### THE TASK
Pick every line with "isize" from the material below.

━━ DATA TO PROCESS

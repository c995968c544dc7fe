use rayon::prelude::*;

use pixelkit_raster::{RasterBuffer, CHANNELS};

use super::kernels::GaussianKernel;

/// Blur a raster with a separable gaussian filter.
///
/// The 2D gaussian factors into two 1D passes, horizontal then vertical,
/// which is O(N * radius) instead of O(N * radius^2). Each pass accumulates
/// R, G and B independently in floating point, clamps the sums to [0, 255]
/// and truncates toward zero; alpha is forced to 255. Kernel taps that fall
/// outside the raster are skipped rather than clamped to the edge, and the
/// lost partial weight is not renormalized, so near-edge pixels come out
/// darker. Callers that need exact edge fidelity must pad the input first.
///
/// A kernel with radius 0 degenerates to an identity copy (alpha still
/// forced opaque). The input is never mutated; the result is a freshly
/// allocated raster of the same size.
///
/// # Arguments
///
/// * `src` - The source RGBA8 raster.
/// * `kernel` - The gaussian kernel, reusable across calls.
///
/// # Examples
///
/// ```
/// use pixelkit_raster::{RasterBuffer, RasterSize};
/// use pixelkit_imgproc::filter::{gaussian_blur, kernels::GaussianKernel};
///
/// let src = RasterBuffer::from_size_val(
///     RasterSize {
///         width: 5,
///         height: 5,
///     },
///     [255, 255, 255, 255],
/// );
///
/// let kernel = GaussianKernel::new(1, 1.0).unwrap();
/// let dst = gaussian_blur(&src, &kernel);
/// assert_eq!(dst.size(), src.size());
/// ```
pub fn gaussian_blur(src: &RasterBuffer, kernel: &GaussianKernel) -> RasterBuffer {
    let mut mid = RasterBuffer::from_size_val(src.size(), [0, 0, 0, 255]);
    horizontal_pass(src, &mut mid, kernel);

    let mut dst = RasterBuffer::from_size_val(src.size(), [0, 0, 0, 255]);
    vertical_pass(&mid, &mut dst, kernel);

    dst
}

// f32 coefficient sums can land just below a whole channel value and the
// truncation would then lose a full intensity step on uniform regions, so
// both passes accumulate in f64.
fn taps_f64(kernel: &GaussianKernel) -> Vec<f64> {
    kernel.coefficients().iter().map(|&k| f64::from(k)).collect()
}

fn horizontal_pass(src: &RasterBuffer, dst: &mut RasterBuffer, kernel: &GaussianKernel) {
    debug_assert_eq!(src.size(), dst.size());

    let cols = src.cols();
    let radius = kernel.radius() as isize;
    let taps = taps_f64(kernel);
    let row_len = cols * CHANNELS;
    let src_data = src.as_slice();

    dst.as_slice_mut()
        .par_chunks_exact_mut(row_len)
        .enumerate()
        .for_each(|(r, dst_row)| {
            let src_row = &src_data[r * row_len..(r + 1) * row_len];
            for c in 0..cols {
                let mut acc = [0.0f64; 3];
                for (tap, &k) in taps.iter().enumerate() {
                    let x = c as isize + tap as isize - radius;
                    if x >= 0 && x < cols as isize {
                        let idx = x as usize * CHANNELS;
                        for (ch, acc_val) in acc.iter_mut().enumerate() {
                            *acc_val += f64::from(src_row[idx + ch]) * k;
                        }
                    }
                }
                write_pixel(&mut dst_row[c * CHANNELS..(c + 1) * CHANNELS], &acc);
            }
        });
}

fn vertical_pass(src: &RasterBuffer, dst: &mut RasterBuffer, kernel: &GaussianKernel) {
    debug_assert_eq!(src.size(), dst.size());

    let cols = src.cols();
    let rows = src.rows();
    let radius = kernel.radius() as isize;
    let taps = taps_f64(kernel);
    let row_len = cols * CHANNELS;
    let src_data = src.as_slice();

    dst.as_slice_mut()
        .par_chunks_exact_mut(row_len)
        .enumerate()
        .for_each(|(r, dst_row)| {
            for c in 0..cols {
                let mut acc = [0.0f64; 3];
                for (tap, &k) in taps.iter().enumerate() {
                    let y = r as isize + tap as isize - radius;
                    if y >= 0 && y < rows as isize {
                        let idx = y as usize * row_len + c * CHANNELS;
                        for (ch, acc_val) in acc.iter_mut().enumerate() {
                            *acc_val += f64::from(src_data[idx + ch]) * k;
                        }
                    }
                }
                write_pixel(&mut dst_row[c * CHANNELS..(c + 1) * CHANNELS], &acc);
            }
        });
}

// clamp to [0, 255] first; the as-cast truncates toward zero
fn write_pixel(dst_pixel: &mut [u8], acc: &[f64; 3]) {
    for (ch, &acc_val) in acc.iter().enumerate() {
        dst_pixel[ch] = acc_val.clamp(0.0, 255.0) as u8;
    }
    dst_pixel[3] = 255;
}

━━━━

### ANSWER BOX
    let radius = kernel.radius() as isize;
                    let x = c as isize + tap as isize - radius;
                    if x >= 0 && x < cols as isize {
    let radius = kernel.radius() as isize;
                    let y = r as isize + tap as isize - radius;
                    if y >= 0 && y < rows as isize {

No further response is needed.